■ Your objective ■
The answer should be each line of the records that contains the word "sans"; please copy them all.

Extracted data entries
//! Rasterizing laid-out lines.

use log::trace;

use crate::{
    bitmap::{Bitmap, BLACK},
    device::Device,
    error::Result,
    fixed::Fixed,
    layout::{glyph_lead, layout, ContentItem, Line, Segment},
};

/// Binarization threshold for rendered lines. Slightly above the midpoint so
/// that anti-aliased glyph edges print a little bolder.
pub const LINE_THRESHOLD: u8 = 140;

/// Renders the lines of one paragraph.
///
/// The indent and vertical rules set by an indent segment persist to the
/// following lines of the same paragraph.
#[derive(Debug)]
pub struct LineRenderer {
    output_width: u32,
    indent_width: Fixed,
    vrules: Vec<Fixed>,
}

impl LineRenderer {
    pub fn new(output_width: u32) -> Self {
        LineRenderer {
            output_width,
            indent_width: Fixed::ZERO,
            vrules: Vec::new(),
        }
    }

    /// Render `line` into a bitmap exactly `output_width` wide.
    pub fn render(&mut self, line: &Line) -> Bitmap {
        let line_height = line_height(line);
        let height = line_height.ceil().max(0) as u32;
        let mut img = Bitmap::white(self.output_width, height, LINE_THRESHOLD);

        draw_rules(&mut img, &self.vrules);
        let mut dot_x = Fixed::from_int(self.indent_width.ceil());
        let mut prev_c: Option<char> = None;
        let mut prev_margin = Fixed::ZERO;

        for segment in &line.segments {
            match segment {
                Segment::Text { face, runes } => {
                    let baseline = line_height - face.metrics().descent;
                    for &c in runes {
                        match prev_c {
                            Some(p) => dot_x += face.kern(p, c),
                            None => dot_x += prev_margin,
                        }
                        let advance = match face.glyph_advance(c) {
                            Some(advance) => advance,
                            None => continue,
                        };
                        // Masks are rasterized at one horizontal phase, so the
                        // pen snaps to the nearest pixel; fractional advances
                        // still accumulate in `dot_x`.
                        if let Some(mask) = face.glyph(c) {
                            let x = dot_x.round() + mask.xmin;
                            let y = baseline.floor() - mask.ymin - mask.height as i32;
                            img.draw_mask(&mask.coverage, mask.width, x, y);
                        }
                        dot_x += advance;
                        prev_c = Some(c);
                        prev_margin = Fixed::ZERO;
                    }
                }
                Segment::Glyph {
                    bits,
                    left_margin,
                    right_margin,
                } => {
                    dot_x += glyph_lead(prev_c, prev_margin, *left_margin);
                    let y = line_height.ceil() / 2 - bits.height() as i32 / 2;
                    img.draw_bitmap(bits, dot_x.ceil(), y);
                    dot_x += Fixed::from_int(bits.width() as i32);
                    prev_c = None;
                    prev_margin = *right_margin;
                }
                Segment::Indent { vrules, width } => {
                    draw_rules(&mut img, vrules);
                    self.indent_width = *width;
                    self.vrules = vrules.clone();
                    dot_x = *width;
                    prev_c = None;
                    prev_margin = Fixed::ZERO;
                }
            }
        }
        img
    }
}

/// The tallest text face or inline glyph on the line.
fn line_height(line: &Line) -> Fixed {
    line.segments
        .iter()
        .map(|s| match s {
            Segment::Text { face, .. } => face.metrics().height(),
            Segment::Glyph { bits, .. } => Fixed::from_int(bits.height() as i32),
            Segment::Indent { .. } => Fixed::ZERO,
        })
        .max()
        .unwrap_or(Fixed::ZERO)
}

fn draw_rules(img: &mut Bitmap, vrules: &[Fixed]) {
    let height = img.height();
    for vr in vrules {
        img.fill_rect(vr.ceil(), 0, 1, height, BLACK);
    }
}

/// Lay out `items` for `device` and print each line, top to bottom.
pub fn print_paragraph<D: Device + ?Sized>(
    device: &mut D,
    items: &[ContentItem],
    raw: bool,
) -> Result<()> {
    let width = device.max_width();
    let lines = layout(Fixed::from_int(width as i32), device.dpi(), items, raw);
    trace!("paragraph: {} items, {} lines", items.len(), lines.len());

    let mut renderer = LineRenderer::new(width);
    for line in &lines {
        let img = renderer.render(line);
        device.print_bitmap(&img)?;
    }
    Ok(())
}

#[cfg(test)]
mod tests {
    use super::*;
    use crate::font::Face;
    use crate::test_utils::{box_family, Recorder};
    use std::sync::Arc;

    fn face() -> Face {
        box_family("sans", 72.0).regular(10.0)
    }

    fn text_line(face: &Face, s: &str) -> Segment {
        Segment::Text {
            face: face.clone(),
            runes: s.chars().collect(),
        }
    }

    fn column_is_black(img: &Bitmap, x: u32) -> bool {
        (0..img.height()).all(|y| !img.bit_at(x, y))
    }

    #[test]
    fn text_sits_on_the_baseline() {
        // 10px em: ascent 8, descent 2, boxes 4 wide and 6 tall.
        let mut renderer = LineRenderer::new(40);
        let img = renderer.render(&Line {
            segments: vec![text_line(&face(), "ab")],
        });
        assert_eq!((img.width(), img.height()), (40, 10));

        assert!(!img.bit_at(0, 2));
        assert!(!img.bit_at(3, 7));
        assert!(img.bit_at(4, 4), "gap between boxes");
        assert!(!img.bit_at(5, 7));
        assert!(img.bit_at(0, 1), "above the box");
        assert!(img.bit_at(0, 8), "below the baseline");
        assert!(img.bit_at(12, 5), "past the text");
    }

    #[test]
    fn fractional_pens_snap_to_the_nearest_pixel() {
        // 9px em: 4.5px advances, boxes 3 wide.
        let f = box_family("sans", 72.0).regular(9.0);
        let mut renderer = LineRenderer::new(40);
        let img = renderer.render(&Line {
            segments: vec![text_line(&f, "abc")],
        });
        assert!(!img.bit_at(2, 4));
        assert!(img.bit_at(3, 4));
        assert!(img.bit_at(4, 4), "second box starts at 4.5, drawn at 5");
        assert!(!img.bit_at(5, 4));
        assert!(!img.bit_at(7, 4));
        assert!(img.bit_at(8, 4));
        assert!(!img.bit_at(9, 4), "third box at 9");
    }

    #[test]
    fn glyphs_are_centered_vertically() {
        let bits = Arc::new(Bitmap::new(4, 4));
        let mut renderer = LineRenderer::new(40);
        let img = renderer.render(&Line {
            segments: vec![
                text_line(&face(), "a"),
                Segment::Glyph {
                    bits,
                    left_margin: Fixed::from_int(2),
                    right_margin: Fixed::ZERO,
                },
            ],
        });
        // Glyph starts after the 5px advance and 2px margin, rows 3..7.
        assert!(!img.bit_at(7, 3));
        assert!(!img.bit_at(10, 6));
        assert!(img.bit_at(7, 2));
        assert!(img.bit_at(7, 7));
        assert!(img.bit_at(11, 5));
    }

    #[test]
    fn tall_glyphs_set_the_line_height() {
        let bits = Arc::new(Bitmap::new(3, 25));
        let mut renderer = LineRenderer::new(20);
        let img = renderer.render(&Line {
            segments: vec![
                text_line(&face(), "a"),
                Segment::Glyph {
                    bits,
                    left_margin: Fixed::ZERO,
                    right_margin: Fixed::ZERO,
                },
            ],
        });
        assert_eq!(img.height(), 25);
    }

    #[test]
    fn indent_rules_persist_across_lines() {
        let f = face();
        let mut renderer = LineRenderer::new(40);
        let first = renderer.render(&Line {
            segments: vec![
                Segment::Indent {
                    vrules: vec![Fixed::ZERO, Fixed::from_int(5)],
                    width: Fixed::from_int(9),
                },
                text_line(&f, "a"),
            ],
        });
        let second = renderer.render(&Line {
            segments: vec![text_line(&f, "a")],
        });

        for img in [&first, &second] {
            assert!(column_is_black(img, 0));
            assert!(column_is_black(img, 5));
            assert!(!column_is_black(img, 1));
            assert!(img.bit_at(8, 4), "indent is blank");
            assert!(!img.bit_at(9, 4), "text starts at the indent");
        }
    }

    #[test]
    fn missing_glyphs_are_skipped() {
        let mut renderer = LineRenderer::new(40);
        let img = renderer.render(&Line {
            segments: vec![text_line(&face(), "\u{fffe}a")],
        });
        assert!(!img.bit_at(0, 4));
    }

    #[test]
    fn paragraphs_print_one_bitmap_per_line() {
        let f = face();
        let mut device = Recorder::new(50, 72.0);
        let items = vec![ContentItem::Text {
            face: f,
            text: "hello world again".to_string(),
        }];
        print_paragraph(&mut device, &items, false).unwrap();
        let bitmaps = device.bitmaps();
        assert_eq!(bitmaps.len(), 3);
        assert!(bitmaps.iter().all(|b| b.width() == 50 && b.height() == 10));
        assert!(bitmaps.iter().all(|b| b.threshold() == LINE_THRESHOLD));
    }
}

■ Answer section ■
        box_family("sans", 72.0).regular(10.0)
        let f = box_family("sans", 72.0).regular(9.0);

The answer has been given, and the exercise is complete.